**Saved data entries**
******************************

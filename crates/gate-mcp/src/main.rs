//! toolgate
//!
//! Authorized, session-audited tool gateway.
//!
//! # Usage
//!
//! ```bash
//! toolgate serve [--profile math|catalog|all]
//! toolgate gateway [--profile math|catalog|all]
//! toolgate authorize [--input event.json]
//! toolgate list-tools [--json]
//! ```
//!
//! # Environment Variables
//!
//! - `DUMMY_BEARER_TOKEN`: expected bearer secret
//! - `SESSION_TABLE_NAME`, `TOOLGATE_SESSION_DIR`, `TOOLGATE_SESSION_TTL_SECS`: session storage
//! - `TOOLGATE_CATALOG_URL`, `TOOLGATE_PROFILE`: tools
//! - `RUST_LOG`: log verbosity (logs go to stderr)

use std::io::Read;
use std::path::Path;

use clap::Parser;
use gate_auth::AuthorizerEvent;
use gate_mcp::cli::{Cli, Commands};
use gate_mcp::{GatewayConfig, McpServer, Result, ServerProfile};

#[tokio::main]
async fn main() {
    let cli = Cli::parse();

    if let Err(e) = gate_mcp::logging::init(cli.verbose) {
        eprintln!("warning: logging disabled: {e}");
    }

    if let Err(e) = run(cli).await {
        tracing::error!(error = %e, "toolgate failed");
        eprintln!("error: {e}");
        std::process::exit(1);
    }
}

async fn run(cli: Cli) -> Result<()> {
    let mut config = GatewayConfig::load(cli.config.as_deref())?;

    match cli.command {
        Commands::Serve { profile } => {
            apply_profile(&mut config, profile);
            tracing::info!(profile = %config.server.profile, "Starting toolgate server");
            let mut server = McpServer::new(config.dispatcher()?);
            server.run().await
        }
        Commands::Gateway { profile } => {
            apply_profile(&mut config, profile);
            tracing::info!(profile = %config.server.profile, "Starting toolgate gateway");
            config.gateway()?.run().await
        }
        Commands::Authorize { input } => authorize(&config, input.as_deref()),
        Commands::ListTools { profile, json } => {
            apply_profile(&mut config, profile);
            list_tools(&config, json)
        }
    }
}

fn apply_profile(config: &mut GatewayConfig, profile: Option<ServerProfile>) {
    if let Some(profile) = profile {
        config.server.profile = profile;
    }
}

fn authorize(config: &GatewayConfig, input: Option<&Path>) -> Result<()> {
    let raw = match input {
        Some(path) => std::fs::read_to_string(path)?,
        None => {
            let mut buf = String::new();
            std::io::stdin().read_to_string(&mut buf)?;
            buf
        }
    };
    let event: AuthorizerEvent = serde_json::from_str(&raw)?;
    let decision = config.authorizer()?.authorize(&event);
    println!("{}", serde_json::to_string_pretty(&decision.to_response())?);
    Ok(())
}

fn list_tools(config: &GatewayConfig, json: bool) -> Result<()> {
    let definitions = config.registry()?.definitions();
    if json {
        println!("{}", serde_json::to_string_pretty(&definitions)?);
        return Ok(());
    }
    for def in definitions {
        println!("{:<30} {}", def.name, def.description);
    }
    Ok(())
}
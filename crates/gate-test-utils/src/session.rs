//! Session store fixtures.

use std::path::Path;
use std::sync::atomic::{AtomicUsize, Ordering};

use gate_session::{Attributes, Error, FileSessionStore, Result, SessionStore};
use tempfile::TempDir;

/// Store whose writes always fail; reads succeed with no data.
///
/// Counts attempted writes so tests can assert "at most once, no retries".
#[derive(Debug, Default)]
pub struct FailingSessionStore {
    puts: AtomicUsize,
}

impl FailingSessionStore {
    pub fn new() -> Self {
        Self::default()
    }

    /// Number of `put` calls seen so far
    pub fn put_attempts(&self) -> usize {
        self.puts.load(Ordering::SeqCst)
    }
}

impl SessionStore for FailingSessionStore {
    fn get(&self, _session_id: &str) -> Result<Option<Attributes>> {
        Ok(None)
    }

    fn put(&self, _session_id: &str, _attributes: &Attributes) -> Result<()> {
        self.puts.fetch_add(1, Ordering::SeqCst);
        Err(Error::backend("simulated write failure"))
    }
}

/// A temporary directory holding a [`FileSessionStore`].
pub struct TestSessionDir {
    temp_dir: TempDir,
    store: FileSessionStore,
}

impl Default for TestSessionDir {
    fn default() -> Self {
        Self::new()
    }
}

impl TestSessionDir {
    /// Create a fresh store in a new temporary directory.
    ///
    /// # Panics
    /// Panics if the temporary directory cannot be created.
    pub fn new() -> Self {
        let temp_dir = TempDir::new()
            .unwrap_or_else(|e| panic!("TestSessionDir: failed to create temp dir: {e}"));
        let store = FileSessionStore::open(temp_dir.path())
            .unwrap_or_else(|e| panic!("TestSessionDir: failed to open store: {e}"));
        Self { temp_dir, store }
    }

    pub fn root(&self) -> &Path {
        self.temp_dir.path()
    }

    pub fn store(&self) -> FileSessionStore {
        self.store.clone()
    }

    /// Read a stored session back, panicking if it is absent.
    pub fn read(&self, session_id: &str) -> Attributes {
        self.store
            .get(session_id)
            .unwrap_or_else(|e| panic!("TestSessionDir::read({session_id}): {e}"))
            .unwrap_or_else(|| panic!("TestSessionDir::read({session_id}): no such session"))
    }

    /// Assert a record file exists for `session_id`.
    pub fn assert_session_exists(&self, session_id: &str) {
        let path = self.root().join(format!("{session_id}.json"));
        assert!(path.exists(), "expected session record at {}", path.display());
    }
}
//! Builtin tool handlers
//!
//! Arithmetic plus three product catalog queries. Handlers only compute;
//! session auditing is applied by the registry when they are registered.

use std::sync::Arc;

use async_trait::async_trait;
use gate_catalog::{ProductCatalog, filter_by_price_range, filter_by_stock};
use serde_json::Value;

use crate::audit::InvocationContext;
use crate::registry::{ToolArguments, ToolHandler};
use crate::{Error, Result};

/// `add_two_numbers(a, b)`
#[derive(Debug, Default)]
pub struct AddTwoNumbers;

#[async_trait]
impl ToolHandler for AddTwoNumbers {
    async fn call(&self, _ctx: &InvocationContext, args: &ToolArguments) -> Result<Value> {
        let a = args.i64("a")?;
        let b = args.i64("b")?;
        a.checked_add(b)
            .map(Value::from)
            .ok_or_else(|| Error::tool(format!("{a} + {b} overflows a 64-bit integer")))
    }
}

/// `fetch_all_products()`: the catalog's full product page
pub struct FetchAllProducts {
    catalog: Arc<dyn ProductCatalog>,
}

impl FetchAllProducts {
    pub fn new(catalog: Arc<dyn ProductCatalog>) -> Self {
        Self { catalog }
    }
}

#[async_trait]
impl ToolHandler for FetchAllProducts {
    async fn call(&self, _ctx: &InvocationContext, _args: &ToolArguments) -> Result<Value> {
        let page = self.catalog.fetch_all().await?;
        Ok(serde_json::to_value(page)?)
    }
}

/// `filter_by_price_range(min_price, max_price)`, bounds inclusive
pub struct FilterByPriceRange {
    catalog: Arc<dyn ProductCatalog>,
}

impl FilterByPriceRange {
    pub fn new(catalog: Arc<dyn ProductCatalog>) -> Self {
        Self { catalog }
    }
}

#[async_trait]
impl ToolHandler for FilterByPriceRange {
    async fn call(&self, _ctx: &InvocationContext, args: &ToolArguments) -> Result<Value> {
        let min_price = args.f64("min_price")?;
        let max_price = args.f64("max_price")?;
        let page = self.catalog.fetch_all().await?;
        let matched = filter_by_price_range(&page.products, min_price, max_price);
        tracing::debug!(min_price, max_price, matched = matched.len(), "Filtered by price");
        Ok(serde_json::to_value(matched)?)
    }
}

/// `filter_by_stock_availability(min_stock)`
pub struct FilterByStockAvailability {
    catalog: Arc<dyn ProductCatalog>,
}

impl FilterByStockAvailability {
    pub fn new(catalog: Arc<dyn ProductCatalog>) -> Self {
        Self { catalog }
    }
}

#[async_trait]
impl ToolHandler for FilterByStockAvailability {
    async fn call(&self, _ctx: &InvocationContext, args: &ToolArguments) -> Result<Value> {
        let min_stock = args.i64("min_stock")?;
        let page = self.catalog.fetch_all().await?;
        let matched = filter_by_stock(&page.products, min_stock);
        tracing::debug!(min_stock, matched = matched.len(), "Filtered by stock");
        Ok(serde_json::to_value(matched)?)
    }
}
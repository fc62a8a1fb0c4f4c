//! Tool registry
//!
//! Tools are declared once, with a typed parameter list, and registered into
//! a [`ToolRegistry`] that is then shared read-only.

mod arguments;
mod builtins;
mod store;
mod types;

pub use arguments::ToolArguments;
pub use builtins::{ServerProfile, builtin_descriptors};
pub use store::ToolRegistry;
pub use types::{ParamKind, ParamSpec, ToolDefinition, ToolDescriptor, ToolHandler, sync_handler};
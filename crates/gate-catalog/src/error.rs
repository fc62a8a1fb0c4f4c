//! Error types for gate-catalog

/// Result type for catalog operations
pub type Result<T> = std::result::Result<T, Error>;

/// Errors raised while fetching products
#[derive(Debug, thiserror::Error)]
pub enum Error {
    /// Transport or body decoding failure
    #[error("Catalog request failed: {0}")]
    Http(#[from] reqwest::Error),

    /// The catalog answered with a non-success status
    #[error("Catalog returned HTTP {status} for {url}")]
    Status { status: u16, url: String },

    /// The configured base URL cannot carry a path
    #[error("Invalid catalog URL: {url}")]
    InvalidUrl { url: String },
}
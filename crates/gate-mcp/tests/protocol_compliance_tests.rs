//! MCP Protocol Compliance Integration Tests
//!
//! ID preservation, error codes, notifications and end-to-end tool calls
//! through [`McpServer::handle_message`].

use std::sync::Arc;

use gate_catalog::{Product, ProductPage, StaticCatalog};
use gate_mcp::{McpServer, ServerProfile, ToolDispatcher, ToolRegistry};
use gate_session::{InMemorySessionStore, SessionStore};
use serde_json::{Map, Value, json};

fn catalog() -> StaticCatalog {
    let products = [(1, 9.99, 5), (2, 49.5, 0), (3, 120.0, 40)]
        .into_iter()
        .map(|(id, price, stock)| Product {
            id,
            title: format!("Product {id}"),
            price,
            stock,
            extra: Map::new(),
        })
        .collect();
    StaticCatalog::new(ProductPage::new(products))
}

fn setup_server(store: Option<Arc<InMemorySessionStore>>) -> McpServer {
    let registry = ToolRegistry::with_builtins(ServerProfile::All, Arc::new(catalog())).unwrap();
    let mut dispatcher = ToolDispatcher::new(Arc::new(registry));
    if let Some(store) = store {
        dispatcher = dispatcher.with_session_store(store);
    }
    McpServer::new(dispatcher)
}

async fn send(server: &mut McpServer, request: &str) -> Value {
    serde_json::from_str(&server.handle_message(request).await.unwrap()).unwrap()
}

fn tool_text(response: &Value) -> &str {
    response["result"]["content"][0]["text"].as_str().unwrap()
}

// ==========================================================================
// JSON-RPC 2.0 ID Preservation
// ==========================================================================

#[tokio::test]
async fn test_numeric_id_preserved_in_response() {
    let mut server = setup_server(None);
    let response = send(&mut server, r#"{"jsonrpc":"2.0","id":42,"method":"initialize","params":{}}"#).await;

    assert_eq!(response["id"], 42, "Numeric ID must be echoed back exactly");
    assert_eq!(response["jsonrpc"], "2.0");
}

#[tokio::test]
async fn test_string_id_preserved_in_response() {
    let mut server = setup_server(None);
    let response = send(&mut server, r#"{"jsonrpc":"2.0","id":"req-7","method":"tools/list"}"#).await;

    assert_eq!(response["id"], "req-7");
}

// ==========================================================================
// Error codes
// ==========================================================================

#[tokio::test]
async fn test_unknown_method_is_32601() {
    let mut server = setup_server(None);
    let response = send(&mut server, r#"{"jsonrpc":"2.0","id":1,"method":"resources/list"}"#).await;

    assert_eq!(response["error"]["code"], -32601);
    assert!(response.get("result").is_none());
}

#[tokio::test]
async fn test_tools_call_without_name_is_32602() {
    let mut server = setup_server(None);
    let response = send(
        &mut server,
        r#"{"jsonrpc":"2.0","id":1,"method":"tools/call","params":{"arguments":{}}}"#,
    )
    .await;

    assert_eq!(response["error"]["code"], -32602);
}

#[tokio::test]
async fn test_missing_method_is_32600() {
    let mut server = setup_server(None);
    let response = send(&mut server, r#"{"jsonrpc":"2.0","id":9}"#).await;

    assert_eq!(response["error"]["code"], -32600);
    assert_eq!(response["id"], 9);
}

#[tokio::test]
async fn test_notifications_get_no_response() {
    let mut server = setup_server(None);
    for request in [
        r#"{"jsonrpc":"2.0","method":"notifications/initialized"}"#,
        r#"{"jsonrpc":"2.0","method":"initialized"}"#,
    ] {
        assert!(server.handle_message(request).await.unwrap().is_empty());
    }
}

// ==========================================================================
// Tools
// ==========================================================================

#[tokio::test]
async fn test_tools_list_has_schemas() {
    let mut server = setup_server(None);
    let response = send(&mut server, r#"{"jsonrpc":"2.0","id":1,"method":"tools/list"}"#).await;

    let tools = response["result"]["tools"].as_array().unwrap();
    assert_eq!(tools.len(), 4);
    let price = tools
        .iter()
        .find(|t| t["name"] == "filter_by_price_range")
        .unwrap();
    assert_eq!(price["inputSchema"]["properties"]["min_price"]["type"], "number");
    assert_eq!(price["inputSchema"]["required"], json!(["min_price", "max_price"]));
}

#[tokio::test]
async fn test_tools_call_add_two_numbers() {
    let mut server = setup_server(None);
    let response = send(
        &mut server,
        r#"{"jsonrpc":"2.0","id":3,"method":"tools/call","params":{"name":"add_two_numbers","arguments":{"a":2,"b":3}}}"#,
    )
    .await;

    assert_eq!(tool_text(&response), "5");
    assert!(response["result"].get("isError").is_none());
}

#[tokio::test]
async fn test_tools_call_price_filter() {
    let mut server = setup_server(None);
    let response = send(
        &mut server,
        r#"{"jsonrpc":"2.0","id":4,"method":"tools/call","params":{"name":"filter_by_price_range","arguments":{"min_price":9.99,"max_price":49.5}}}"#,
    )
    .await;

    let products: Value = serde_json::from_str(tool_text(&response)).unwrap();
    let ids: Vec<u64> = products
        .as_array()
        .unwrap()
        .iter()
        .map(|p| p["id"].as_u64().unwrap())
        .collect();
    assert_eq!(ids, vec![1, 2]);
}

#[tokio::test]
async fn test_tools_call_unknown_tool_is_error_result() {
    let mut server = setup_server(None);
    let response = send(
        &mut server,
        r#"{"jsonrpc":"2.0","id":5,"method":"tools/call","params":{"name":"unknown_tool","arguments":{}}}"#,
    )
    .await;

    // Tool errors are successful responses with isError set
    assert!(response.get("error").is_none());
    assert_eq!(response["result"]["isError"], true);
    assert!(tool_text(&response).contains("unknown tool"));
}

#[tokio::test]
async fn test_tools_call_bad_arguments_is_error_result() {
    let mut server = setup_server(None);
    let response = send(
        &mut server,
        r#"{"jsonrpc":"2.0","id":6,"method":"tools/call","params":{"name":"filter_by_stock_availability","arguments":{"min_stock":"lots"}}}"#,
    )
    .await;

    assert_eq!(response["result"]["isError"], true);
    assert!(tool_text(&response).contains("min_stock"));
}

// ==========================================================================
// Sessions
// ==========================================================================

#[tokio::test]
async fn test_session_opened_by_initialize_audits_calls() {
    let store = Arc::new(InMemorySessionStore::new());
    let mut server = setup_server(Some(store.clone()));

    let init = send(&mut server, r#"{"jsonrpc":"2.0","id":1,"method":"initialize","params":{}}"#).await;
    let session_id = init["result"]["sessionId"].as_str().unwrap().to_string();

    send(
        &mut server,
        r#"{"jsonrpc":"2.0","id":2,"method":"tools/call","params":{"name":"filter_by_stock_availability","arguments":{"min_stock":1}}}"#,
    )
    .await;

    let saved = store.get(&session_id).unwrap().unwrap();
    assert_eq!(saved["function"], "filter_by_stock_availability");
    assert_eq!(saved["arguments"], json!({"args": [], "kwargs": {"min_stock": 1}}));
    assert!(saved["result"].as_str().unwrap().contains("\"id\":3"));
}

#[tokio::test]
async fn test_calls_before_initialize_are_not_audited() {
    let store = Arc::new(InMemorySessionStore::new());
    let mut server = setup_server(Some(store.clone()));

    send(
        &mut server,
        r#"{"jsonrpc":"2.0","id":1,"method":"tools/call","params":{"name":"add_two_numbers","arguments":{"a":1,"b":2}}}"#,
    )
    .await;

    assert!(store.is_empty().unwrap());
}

******************************

**WORK TASK**
Go through the data above from its first line and copy each line exactly, stopping once the line with "expected bearer secret" has been copied.

**EXERCISE RESPONSE**
filename crates/gate-mcp/src/main.rs
//! toolgate
//!
//! Authorized, session-audited tool gateway.
//!
//! # Usage
//!
//! ```bash
//! toolgate serve [--profile math|catalog|all]
//! toolgate gateway [--profile math|catalog|all]
//! toolgate authorize [--input event.json]
//! toolgate list-tools [--json]
//! ```
//!
//! # Environment Variables
//!
//! - `DUMMY_BEARER_TOKEN`: expected bearer secret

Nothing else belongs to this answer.